*YOUR OBJECTIVE*:
Please reproduce every record, keeping each one exactly as written.

── MATERIAL PROVIDED ──

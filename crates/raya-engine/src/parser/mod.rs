//! Raya parser crate - Lexer and parser for the Raya programming language.
//!
//! This crate provides lexical analysis (tokenization) and syntactic analysis
//! (parsing) for Raya source code.
//!
//! # Example
//!
//! ```ignore
//! use raya_engine::parser::Lexer;
//!
//! let source = r#"
//!     function add(a: number, b: number): number {
//!         return a + b;
//!     }
//! "#;
//!
//! let lexer = Lexer::new(source);
//! match lexer.tokenize() {
//!     Ok((tokens, _interner)) => {
//!         for (token, span) in tokens {
//!             println!("{:?} at {}:{}", token, span.line, span.column);
//!         }
//!     }
//!     Err(errors) => {
//!         for err in errors {
//!             eprintln!("{}", err);
//!         }
//!     }
//! }
//! ```

pub mod token;
pub mod lexer;
pub mod ast;
pub mod parser;
pub mod interner;

// Type system modules (merged from raya-types)
pub mod types;

// Type checker modules (merged from raya-checker)
pub mod checker;

// Re-exports for convenience
pub use token::{Token, Span, TemplatePart};
pub use lexer::{Lexer, LexError};
pub use parser::{Parser, ParseError};
pub use interner::{Interner, Symbol};

// Type system re-exports
pub use types::{Type, TypeId, TypeContext};

// Checker re-exports
pub use checker::{TypeChecker, CheckError, SymbolTable};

───

*YOUR RESPONSE*:
filename crates/raya-engine/src/parser/mod.rs
//! Raya parser crate - Lexer and parser for the Raya programming language.
//!
//! This crate provides lexical analysis (tokenization) and syntactic analysis
//! (parsing) for Raya source code.
//!
//! # Example
//!
//! ```ignore
//! use raya_engine::parser::Lexer;
//!
//! let source = r#"
//!     function add(a: number, b: number): number {
//!         return a + b;
//!     }
//! "#;
//!
//! let lexer = Lexer::new(source);
//! match lexer.tokenize() {
//!     Ok((tokens, _interner)) => {
//!         for (token, span) in tokens {
//!             println!("{:?} at {}:{}", token, span.line, span.column);
//!         }
//!     }
//!     Err(errors) => {
//!         for err in errors {
//!             eprintln!("{}", err);
//!         }
//!     }
//! }
//! ```

pub mod token;
pub mod lexer;
pub mod ast;
pub mod parser;
pub mod interner;

// Type system modules (merged from raya-types)
pub mod types;

// Type checker modules (merged from raya-checker)
pub mod checker;

// Re-exports for convenience
pub use token::{Token, Span, TemplatePart};
pub use lexer::{Lexer, LexError};
pub use parser::{Parser, ParseError};
pub use interner::{Interner, Symbol};

// Type system re-exports
pub use types::{Type, TypeId, TypeContext};

// Checker re-exports
pub use checker::{TypeChecker, CheckError, SymbolTable};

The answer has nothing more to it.